EXERCISE: Your answer should be every line of the entries that has the string "DuplicateColumnName" in it.

MATERIAL SHOWN:
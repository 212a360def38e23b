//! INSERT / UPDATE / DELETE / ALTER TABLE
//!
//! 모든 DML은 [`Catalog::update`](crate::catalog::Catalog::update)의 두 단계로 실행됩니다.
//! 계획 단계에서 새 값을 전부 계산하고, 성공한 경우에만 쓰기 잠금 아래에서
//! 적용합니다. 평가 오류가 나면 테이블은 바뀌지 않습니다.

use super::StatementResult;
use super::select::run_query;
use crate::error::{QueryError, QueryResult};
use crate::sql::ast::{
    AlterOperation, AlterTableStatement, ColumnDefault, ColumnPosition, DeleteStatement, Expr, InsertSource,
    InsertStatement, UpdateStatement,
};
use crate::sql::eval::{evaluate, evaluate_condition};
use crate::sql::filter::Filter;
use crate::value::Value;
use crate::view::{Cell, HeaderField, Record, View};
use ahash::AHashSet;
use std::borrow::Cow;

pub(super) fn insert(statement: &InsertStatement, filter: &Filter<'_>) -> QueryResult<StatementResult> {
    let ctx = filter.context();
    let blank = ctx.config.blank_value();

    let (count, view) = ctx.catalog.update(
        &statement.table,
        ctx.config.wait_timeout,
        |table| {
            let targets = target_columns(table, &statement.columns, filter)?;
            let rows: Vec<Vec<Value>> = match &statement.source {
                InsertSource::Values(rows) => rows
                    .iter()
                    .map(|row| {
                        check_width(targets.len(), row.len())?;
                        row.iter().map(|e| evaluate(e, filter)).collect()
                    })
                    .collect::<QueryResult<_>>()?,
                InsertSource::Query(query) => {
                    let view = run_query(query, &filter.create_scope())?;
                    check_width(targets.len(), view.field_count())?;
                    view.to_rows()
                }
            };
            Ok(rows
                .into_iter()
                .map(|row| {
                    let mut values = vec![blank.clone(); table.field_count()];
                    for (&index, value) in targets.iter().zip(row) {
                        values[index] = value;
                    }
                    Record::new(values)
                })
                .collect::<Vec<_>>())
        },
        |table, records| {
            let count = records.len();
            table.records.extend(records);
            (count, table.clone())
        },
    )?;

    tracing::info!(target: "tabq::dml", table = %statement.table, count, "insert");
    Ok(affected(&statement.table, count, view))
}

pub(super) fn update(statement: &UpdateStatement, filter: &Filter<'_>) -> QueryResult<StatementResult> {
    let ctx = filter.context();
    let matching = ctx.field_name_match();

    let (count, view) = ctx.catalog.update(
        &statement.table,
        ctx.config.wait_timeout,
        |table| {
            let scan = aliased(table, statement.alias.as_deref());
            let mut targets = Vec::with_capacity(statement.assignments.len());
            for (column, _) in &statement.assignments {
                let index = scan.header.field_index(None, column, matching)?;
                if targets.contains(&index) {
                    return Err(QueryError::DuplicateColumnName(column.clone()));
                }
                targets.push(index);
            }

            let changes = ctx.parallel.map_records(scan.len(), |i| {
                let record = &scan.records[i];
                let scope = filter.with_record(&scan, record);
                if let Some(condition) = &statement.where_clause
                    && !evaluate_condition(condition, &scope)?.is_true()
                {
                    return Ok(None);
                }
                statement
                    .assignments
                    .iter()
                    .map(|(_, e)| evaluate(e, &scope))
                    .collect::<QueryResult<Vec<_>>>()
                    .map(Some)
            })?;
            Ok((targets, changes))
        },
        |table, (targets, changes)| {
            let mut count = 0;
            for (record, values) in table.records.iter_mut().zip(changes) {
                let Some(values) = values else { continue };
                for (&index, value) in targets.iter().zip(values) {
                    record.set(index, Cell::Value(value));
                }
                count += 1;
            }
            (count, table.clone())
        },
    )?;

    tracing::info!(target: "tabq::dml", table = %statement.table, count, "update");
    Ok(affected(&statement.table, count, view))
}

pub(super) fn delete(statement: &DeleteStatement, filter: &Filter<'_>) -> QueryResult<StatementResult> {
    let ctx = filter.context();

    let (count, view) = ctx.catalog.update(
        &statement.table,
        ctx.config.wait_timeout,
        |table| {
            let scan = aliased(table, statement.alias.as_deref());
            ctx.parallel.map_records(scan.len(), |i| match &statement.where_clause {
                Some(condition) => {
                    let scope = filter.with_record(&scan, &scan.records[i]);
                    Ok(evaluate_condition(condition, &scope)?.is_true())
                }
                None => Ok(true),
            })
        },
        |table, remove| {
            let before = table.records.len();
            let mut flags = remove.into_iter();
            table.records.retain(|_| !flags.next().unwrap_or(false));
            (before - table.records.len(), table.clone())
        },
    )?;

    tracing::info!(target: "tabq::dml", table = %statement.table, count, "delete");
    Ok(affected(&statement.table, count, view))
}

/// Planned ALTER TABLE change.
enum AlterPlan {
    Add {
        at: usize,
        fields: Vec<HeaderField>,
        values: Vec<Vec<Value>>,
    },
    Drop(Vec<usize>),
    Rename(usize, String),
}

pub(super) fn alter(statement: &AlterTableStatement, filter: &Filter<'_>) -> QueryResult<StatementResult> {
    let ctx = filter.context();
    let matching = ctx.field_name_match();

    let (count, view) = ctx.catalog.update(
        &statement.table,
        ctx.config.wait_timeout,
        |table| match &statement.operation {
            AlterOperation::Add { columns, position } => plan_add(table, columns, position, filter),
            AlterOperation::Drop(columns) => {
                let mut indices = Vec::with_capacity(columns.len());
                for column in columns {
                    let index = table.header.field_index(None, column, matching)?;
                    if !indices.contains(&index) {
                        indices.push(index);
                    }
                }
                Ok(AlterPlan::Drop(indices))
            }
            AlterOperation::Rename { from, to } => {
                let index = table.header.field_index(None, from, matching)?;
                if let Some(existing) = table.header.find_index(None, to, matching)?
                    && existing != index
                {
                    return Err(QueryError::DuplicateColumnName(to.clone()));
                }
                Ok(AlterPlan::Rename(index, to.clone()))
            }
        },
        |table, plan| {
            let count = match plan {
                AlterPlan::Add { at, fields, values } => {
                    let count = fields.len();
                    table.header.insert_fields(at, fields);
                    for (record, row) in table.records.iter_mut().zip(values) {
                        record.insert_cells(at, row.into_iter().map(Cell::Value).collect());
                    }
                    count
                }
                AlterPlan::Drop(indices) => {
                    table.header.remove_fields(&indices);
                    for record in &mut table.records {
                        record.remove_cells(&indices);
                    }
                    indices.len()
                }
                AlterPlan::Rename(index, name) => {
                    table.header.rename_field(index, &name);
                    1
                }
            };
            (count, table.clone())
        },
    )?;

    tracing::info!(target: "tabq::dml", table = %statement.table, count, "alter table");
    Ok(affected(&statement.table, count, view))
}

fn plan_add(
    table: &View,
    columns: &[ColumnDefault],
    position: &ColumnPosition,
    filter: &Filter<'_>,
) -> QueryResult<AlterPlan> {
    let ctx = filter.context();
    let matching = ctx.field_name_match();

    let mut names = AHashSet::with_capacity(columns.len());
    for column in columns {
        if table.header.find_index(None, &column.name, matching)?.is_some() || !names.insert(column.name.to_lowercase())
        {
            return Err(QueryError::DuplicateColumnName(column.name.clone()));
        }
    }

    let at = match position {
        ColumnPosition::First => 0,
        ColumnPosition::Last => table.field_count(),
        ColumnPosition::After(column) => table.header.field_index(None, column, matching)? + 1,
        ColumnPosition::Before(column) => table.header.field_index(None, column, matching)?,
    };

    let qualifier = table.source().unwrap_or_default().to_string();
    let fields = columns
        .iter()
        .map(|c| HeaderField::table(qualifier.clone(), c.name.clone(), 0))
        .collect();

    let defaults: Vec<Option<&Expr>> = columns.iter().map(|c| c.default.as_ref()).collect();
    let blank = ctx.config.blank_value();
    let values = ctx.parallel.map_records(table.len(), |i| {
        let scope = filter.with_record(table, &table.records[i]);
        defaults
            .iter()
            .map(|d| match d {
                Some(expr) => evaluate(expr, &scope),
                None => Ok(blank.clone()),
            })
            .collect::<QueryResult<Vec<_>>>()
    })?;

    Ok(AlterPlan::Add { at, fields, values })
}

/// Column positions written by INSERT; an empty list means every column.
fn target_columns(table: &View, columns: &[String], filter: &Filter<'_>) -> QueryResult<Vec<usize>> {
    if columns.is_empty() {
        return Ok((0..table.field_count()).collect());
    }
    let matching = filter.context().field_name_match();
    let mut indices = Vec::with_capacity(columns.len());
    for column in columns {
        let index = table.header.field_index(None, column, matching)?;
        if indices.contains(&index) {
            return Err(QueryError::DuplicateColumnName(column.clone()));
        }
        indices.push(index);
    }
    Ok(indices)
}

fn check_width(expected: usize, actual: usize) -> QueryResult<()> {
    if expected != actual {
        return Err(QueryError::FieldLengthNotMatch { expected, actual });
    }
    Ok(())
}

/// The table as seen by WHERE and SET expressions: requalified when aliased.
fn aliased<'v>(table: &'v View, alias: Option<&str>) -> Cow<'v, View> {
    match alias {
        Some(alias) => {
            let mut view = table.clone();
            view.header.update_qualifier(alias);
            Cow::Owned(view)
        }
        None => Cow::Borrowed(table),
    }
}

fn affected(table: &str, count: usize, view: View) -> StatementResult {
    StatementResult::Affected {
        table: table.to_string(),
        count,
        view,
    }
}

==

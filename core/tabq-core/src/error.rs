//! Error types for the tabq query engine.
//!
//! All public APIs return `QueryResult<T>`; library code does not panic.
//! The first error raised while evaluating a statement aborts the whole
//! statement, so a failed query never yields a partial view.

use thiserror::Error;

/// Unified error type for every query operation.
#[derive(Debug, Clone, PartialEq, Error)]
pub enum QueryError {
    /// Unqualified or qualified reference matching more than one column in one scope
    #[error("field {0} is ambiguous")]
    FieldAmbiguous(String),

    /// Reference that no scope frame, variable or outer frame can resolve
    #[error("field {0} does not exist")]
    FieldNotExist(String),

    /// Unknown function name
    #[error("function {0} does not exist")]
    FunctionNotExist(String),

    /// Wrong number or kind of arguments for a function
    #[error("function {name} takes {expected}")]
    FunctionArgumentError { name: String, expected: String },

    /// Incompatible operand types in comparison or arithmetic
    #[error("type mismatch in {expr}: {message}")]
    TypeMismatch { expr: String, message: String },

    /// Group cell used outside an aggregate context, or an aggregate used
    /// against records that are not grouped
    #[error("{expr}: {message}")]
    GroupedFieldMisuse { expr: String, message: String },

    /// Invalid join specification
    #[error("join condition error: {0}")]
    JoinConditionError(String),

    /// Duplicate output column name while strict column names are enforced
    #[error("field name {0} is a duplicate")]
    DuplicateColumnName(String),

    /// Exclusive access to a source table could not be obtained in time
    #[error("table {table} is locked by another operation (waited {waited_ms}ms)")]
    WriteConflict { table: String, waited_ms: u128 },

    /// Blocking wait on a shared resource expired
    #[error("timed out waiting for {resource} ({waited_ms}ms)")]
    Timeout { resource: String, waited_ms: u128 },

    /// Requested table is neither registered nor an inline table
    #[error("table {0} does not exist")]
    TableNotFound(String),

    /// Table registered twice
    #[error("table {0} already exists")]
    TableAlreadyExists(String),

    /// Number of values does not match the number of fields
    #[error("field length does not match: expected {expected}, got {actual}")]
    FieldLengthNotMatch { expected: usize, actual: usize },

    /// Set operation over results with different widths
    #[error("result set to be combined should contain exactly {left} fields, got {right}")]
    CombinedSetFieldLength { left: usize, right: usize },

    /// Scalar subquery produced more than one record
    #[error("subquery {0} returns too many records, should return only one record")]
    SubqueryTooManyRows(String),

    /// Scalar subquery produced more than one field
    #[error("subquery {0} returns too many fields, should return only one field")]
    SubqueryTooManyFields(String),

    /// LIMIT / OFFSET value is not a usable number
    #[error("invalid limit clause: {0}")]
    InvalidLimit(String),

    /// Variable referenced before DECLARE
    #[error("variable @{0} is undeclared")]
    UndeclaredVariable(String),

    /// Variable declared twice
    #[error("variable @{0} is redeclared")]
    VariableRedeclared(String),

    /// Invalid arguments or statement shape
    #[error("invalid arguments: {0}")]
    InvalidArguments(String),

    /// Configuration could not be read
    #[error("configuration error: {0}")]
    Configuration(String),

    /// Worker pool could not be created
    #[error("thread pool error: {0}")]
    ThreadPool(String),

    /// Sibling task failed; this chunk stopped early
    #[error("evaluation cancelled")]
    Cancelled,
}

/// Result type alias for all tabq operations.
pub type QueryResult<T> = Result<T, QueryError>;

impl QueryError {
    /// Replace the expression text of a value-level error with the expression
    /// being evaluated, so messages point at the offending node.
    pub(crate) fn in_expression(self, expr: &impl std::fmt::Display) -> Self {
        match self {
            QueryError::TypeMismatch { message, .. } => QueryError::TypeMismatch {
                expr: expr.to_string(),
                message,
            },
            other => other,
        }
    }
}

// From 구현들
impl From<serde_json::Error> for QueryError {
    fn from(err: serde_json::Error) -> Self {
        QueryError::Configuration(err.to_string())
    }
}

ANSWER SPACE:
                    return Err(QueryError::DuplicateColumnName(column.clone()));
                    return Err(QueryError::DuplicateColumnName(to.clone()));
            return Err(QueryError::DuplicateColumnName(column.name.clone()));
            return Err(QueryError::DuplicateColumnName(column.clone()));
    DuplicateColumnName(String),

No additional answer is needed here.